Kentucky State Senator Karen Berg, pictured here during a panel discussion hosted by Jewish Family & Career Services, is the winner of the 2023 Jewish Community of Louisville Ottenheimer Award

The Blanche B. Ottenheimer Award, which is the highest honor the Jewish Community of Louisville can give, is presented annually to a leader (or leaders) who have made a real difference – improving the quality of life in Louisville, in Kentucky and beyond. Ottenheimer was a Jewish Louisville community activist. In addition to serving as president of the National Council of Jewish Women, Louisville Section, she worked for passage of the city’s Model Registration Law, which curbed corruption and led to cleaner elections.

      “Defeat” is not in Karen Berg’s vocabulary.

      The Kentucky State Senator (D-26), a physician who represents a sizable chunk of Jefferson County, has become one of the nation’s leading advocates for the rights of transgender children in America. She’s been in the foreground of public debate since her transgender son, Henry Berg-Brousseau, took his own life in December 2022 at the age of 24.

  Despite a Republican-dominated General Assembly that passed onerous, anti-trans legislation during its recent session, Berg has refused to back down from her cause. Whether in Frankfort, Louisville or Washington, D.C., – she speaks with the passionate persuasiveness of someone who knows, full well, the anguish of ignorance.

       As the sole Jewish member of the Kentucky Senate (and with Louisville Representative Daniel Grossberg, one of only two Jews in the entire General Assembly), Berg is accustomed to being somewhat of an outlier in state politics. Many of her colleagues often seem motivated more by ideology than by logic. But she keeps on keeping on, grounded in grit, science and faith.

         “Every cell in my body is Jewish,” says Berg, a diagnostic radiologist who earned her M.D. from the University of Louisville School of Medicine.

       “I was raised Jewish; I was raised in Jewish medicine – there’s no way to separate one from the other. It’s too integral to who I am, what I believe and what I do not. The ethical practice of medicine is something I’ve studied my whole life, and that I’ve cared about my whole life. So when we’re talking about these things it’s almost intuitive, because of how I was raised.”
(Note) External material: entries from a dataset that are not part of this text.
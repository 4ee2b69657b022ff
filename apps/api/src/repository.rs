//! Typed persistence for generated content.
//!
//! Handlers depend on `GenerationRepository`, never on the pool directly, so
//! tests can swap in an in-memory store.

use async_trait::async_trait;
use sqlx::PgPool;
use uuid::Uuid;

use crate::models::generation::{GenerationRow, NewGeneration};

#[async_trait]
pub trait GenerationRepository: Send + Sync {
    async fn insert(&self, generation: &NewGeneration) -> Result<Uuid, sqlx::Error>;

    async fn find(&self, id: Uuid) -> Result<Option<GenerationRow>, sqlx::Error>;
}

pub struct PgGenerationRepository {
    pool: PgPool,
}

impl PgGenerationRepository {
    pub fn new(pool: PgPool) -> Self {
        Self { pool }
    }
}

#[async_trait]
impl GenerationRepository for PgGenerationRepository {
    async fn insert(&self, generation: &NewGeneration) -> Result<Uuid, sqlx::Error> {
        let id = Uuid::new_v4();

        sqlx::query(
            r#"
            INSERT INTO generated_contents
                (id, task_type, title, prompt, content, source, model, language, is_premium_user)
            VALUES ($1, $2, $3, $4, $5, $6, $7, $8, $9)
            "#,
        )
        .bind(id)
        .bind(generation.task_type.slug())
        .bind(&generation.title)
        .bind(&generation.prompt)
        .bind(&generation.content)
        .bind(&generation.source)
        .bind(&generation.model)
        .bind(&generation.language)
        .bind(generation.is_premium_user)
        .execute(&self.pool)
        .await?;

        Ok(id)
    }

    async fn find(&self, id: Uuid) -> Result<Option<GenerationRow>, sqlx::Error> {
        sqlx::query_as::<_, GenerationRow>("SELECT * FROM generated_contents WHERE id = $1")
            .bind(id)
            .fetch_optional(&self.pool)
            .await
    }
}

#[cfg(test)]
pub mod testing {
    use std::sync::Mutex;

    use chrono::Utc;

    use super::*;

    /// Vec-backed repository. `failing()` makes every call error out.
    #[derive(Default)]
    pub struct InMemoryGenerationRepository {
        rows: Mutex<Vec<GenerationRow>>,
        fail: bool,
    }

    impl InMemoryGenerationRepository {
        pub fn failing() -> Self {
            Self {
                rows: Mutex::default(),
                fail: true,
            }
        }

        pub fn rows(&self) -> Vec<GenerationRow> {
            self.rows.lock().unwrap().clone()
        }
    }

    #[async_trait]
    impl GenerationRepository for InMemoryGenerationRepository {
        async fn insert(&self, generation: &NewGeneration) -> Result<Uuid, sqlx::Error> {
            if self.fail {
                return Err(sqlx::Error::PoolTimedOut);
            }
            let id = Uuid::new_v4();
            self.rows.lock().unwrap().push(GenerationRow {
                id,
                task_type: generation.task_type.slug().to_string(),
                title: generation.title.clone(),
                prompt: generation.prompt.clone(),
                content: generation.content.clone(),
                source: generation.source.clone(),
                model: generation.model.clone(),
                language: generation.language.clone(),
                is_premium_user: generation.is_premium_user,
                created_at: Utc::now(),
            });
            Ok(id)
        }

        async fn find(&self, id: Uuid) -> Result<Option<GenerationRow>, sqlx::Error> {
            if self.fail {
                return Err(sqlx::Error::PoolTimedOut);
            }
            let rows = self.rows.lock().unwrap();
            Ok(rows.iter().find(|r| r.id == id).cloned())
        }
    }
}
     Berg is concerned with a wide array of healthcare issues – Kentucky’s loss of more than 500 physicians over the past year, to cite one recent example. Yet it’s the transgender issue – reflected in the array of states besides Kentucky that have passed anti-trans legislation – that defines her national and even international presence.

     Earlier this month, she joined other families with trans children at a White House event hosted by President Biden and First Lady Jill Biden. Berg has been the subject of stories in The Washington Post, NBC, The Today show, NPR, and a host of other media outlets. Last week, a film crew from New York flew up to Louisville to tape an interview with her for Japanese television.

       Winning the Ottenheimer Award is further confirmation that she’s not by herself in this fight.

     “To have the Jewish community and the medical community both stand behind me is, honestly, the wind beneath my wings,” she says. “It gives me the strength to keep going.”

     Berg has talked with trans people in their 70s and beyond who are coming out after decades in the shadows. “And the reason they’re doing it is to protect the children,” she says. “They have stayed in the closet their entire lives because it was the safest place for them to be. But what’s happening now is forcing them to say, ‘I can’t live this way. I’m going to have to stand up and tell the world who I am.’”

     Just as Karen Berg is standing up for them.

 

The 2023 Jewish Community of Louisville Award winners, which were presented at the June 29 Annual Meeting, include lifetime volunteers to the community, emerging young leaders and indispensable Federation and Trager Family JCC staff members.
Here’s a rundown of this year’s honorees:

The Julie Linker Community Relations Young Leadership Award is named for a Jewish leader who passed away unexpectedly in 1984, depriving the community of a friend. She chaired the Young Women’s Division of the United Jewish Campaign and was vice-chair of the Major Gifts Division, of the Women’s Division, and was vice-president of the Women’s Cabinet of the Federation. This year’s winner is Kevin Trager.

Many people know Trager for being the press secretary to Louisville Mayor Craig Greenberg. But well before he moved into city government this past January, Trager was active as a member of the Jewish Community Relations Council, carrying on tradition of service established by his late grandfather, Bernard Trager. Today the grandson sits on the board of the Jewish Federation of Louisville and is a frequent visitor to the building that bears his last name: the Trager Family JCC.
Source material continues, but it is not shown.